If I understand correctly, the idempotent producer should be able to
guarantee that messages are not duplicated when the producer retries sends,
and as of https://issues.apache.org/jira/browse/KAFKA-5494, it should allow
for the producer to have multiple in flight requests at a time without
risking that the messages are reordered because batches are retried out of
order.

The behavior I'm looking for is that if thread 1 sends message x=1, and
thread 2 sees message x=1 come through Kafka, thread 2 can't then write
message x=2 and have that be clobbered because thread 1's producer is
retrying the send since it didn't receive the ack in time.

The KafkaProducer Javadoc explains that when using the idempotent producer,
"it is possible to continue sending after receiving an
OutOfOrderSequenceException, but doing so can result in out of order
delivery of pending messages. To ensure proper ordering, you should close
the producer and create a new instance."

I don't understand why this is needed?

If I understand the feature correctly (please correct me), messages get
sequence numbers, and requests fail if the messages are not received in
order by the broker. Most out of order errors are handled internally by the
producer, either by completing the request or by retrying.
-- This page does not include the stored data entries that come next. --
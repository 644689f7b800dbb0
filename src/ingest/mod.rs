// src/ingest/mod.rs
pub mod dedupe;
pub mod filter;
pub mod providers;
pub mod rate_limit;
pub mod types;

use chrono::{DateTime, Utc};
use metrics::{counter, describe_counter, describe_histogram};
use once_cell::sync::OnceCell;
use std::collections::HashMap;
use std::sync::Arc;
use tokio::sync::Semaphore;
use tokio::task::JoinSet;

use crate::error::FetchError;
use crate::ingest::rate_limit::RateLimiter;
use crate::ingest::types::{Entry, FeedSource};

/// One-time metrics registration.
pub(crate) fn ensure_metrics_described() {
    static ONCE: OnceCell<()> = OnceCell::new();
    ONCE.get_or_init(|| {
        describe_counter!(
            "ingest_entries_total",
            "Entries parsed from sources after item filtering."
        );
        describe_counter!(
            "ingest_source_errors_total",
            "Source fetch/parse errors."
        );
        describe_counter!(
            "ingest_rate_limited_total",
            "Source fetches skipped by the per-source rate limit."
        );
        describe_histogram!("ingest_parse_ms", "Feed parse time in milliseconds.");
        describe_counter!(
            "store_duplicates_total",
            "Entries rejected as duplicates within the dedupe window."
        );
        describe_counter!("matcher_matches_total", "Rule matches emitted.");
        describe_counter!(
            "dispatch_failures_total",
            "Actions whose notifier failed or was not configured."
        );
        describe_counter!(
            "scheduler_cycles_total",
            "Completed or aborted scheduler cycles, by outcome."
        );
    });
}

/// Normalize feed text: decode entities, strip tags, ASCII quotes,
/// collapse whitespace, cap to `max_chars` (appending "...").
pub fn normalize_text(s: &str, max_chars: usize) -> String {
    // 1) HTML entity decode
    let mut out = html_escape::decode_html_entities(s).to_string();

    // 2) Strip HTML tags
    static RE_TAGS: OnceCell<regex::Regex> = OnceCell::new();
    let re_tags = RE_TAGS.get_or_init(|| {
        regex::Regex::new(r"(?is)</?[a-z!][^>]*>").expect("static tag regex")
    });
    out = re_tags.replace_all(&out, " ").to_string();

    // 3) Normalize “ ” ‘ ’ « » to ASCII quotes
    out = out
        .replace(['\u{201C}', '\u{201D}', '\u{00AB}', '\u{00BB}'], "\"")
        .replace(['\u{2018}', '\u{2019}'], "'");

    // 4) Collapse whitespace
    static RE_WS: OnceCell<regex::Regex> = OnceCell::new();
    let re_ws = RE_WS.get_or_init(|| regex::Regex::new(r"\s+").expect("static ws regex"));
    out = re_ws.replace_all(&out, " ").trim().to_string();

    // 5) Length cap
    if out.chars().count() > max_chars {
        out = out.chars().take(max_chars).collect::<String>().trim_end().to_string();
        out.push_str("...");
    }

    out
}

/// Entries from one source, in fetch order.
#[derive(Debug, Clone)]
pub struct SourceBatch {
    pub source: String,
    pub entries: Vec<Entry>,
}

#[derive(Debug, Default)]
pub struct FetchOutcome {
    pub batches: Vec<SourceBatch>,
    pub failures: Vec<FetchError>,
    pub rate_limited: Vec<String>,
}

impl FetchOutcome {
    pub fn total_entries(&self) -> usize {
        self.batches.iter().map(|b| b.entries.len()).sum()
    }
}

/// Fetch every source whose rate limit allows it at `now`, at most
/// `max_concurrent` at a time. A failing source is logged and reported in
/// `failures`; it never aborts the others. Batches come back in source order.
pub async fn fetch_all(
    sources: &[Arc<dyn FeedSource>],
    limiter: &mut RateLimiter,
    now: DateTime<Utc>,
    max_concurrent: usize,
) -> FetchOutcome {
    ensure_metrics_described();

    let mut outcome = FetchOutcome::default();
    let permits = Arc::new(Semaphore::new(max_concurrent.max(1)));
    let mut set = JoinSet::new();
    let mut pending: HashMap<usize, String> = HashMap::new();

    for (idx, src) in sources.iter().enumerate() {
        let name = src.name().to_string();
        if !limiter.is_allowed(&name, now) {
            tracing::debug!(
                source = %name,
                next_allowed = ?limiter.next_allowed(&name),
                "rate limited, skipping this cycle"
            );
            counter!("ingest_rate_limited_total").increment(1);
            outcome.rate_limited.push(name);
            continue;
        }
        limiter.record_fetch(&name, now, src.rate_limit_secs());

        let src = Arc::clone(src);
        let permits = Arc::clone(&permits);
        set.spawn(async move {
            let _permit = permits.acquire_owned().await.ok();
            (idx, src.fetch_latest().await)
        });
        pending.insert(idx, name);
    }

    let mut done: Vec<(usize, String, Vec<Entry>)> = Vec::new();
    while let Some(joined) = set.join_next().await {
        match joined {
            Ok((idx, Ok(entries))) => {
                let name = pending.remove(&idx).unwrap_or_default();
                tracing::info!(source = %name, entries = entries.len(), "fetched source");
                done.push((idx, name, entries));
            }
            Ok((idx, Err(e))) => {
                pending.remove(&idx);
                tracing::warn!(source = %e.source_name(), error = %e, "source fetch failed, skipping");
                counter!("ingest_source_errors_total").increment(1);
                outcome.failures.push(e);
            }
            Err(join_err) => {
                // Attributed below: the panicked task's index stays in `pending`.
                tracing::error!(error = %join_err, "source task aborted");
            }
        }
    }
    let mut orphaned: Vec<(usize, String)> = pending.into_iter().collect();
    orphaned.sort_by_key(|(idx, _)| *idx);
    for (_, name) in orphaned {
        counter!("ingest_source_errors_total").increment(1);
        outcome.failures.push(FetchError::Task {
            source_name: name,
            message: "fetch task panicked or was cancelled".to_string(),
        });
    }

    done.sort_by_key(|(idx, _, _)| *idx);
    outcome.batches = done
        .into_iter()
        .map(|(_, source, entries)| SourceBatch { source, entries })
        .collect();
    outcome
}

#[cfg(test)]
mod tests {
    use super::*;

    #[test]
    fn normalize_text_strips_markup_and_collapses_ws() {
        let s = "  <p>Hello,&nbsp;&nbsp; <b>world</b></p>  ";
        assert_eq!(normalize_text(s, 500), "Hello, world");
    }

    #[test]
    fn normalize_text_keeps_comparisons() {
        assert_eq!(normalize_text("price < 20 and > 5", 500), "price < 20 and > 5");
    }

    #[test]
    fn normalize_text_caps_length() {
        let long = "a".repeat(600);
        let out = normalize_text(&long, 500);
        assert_eq!(out.chars().count(), 503);
        assert!(out.ends_with("..."));
    }
}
The case it
can't handle is if the first pending message has a gap to the last acked
sequence number, e.g. if the last acked number is 10 and the first message
the producer has pending is 12. In that case there has been message loss,
and the exception escapes from the producer to the caller.

Is this the case the Javadoc note is referring to?

Why is it necessary/helpful to terminate and replace the producer in order
to guarantee ordering when this kind of gap occurs?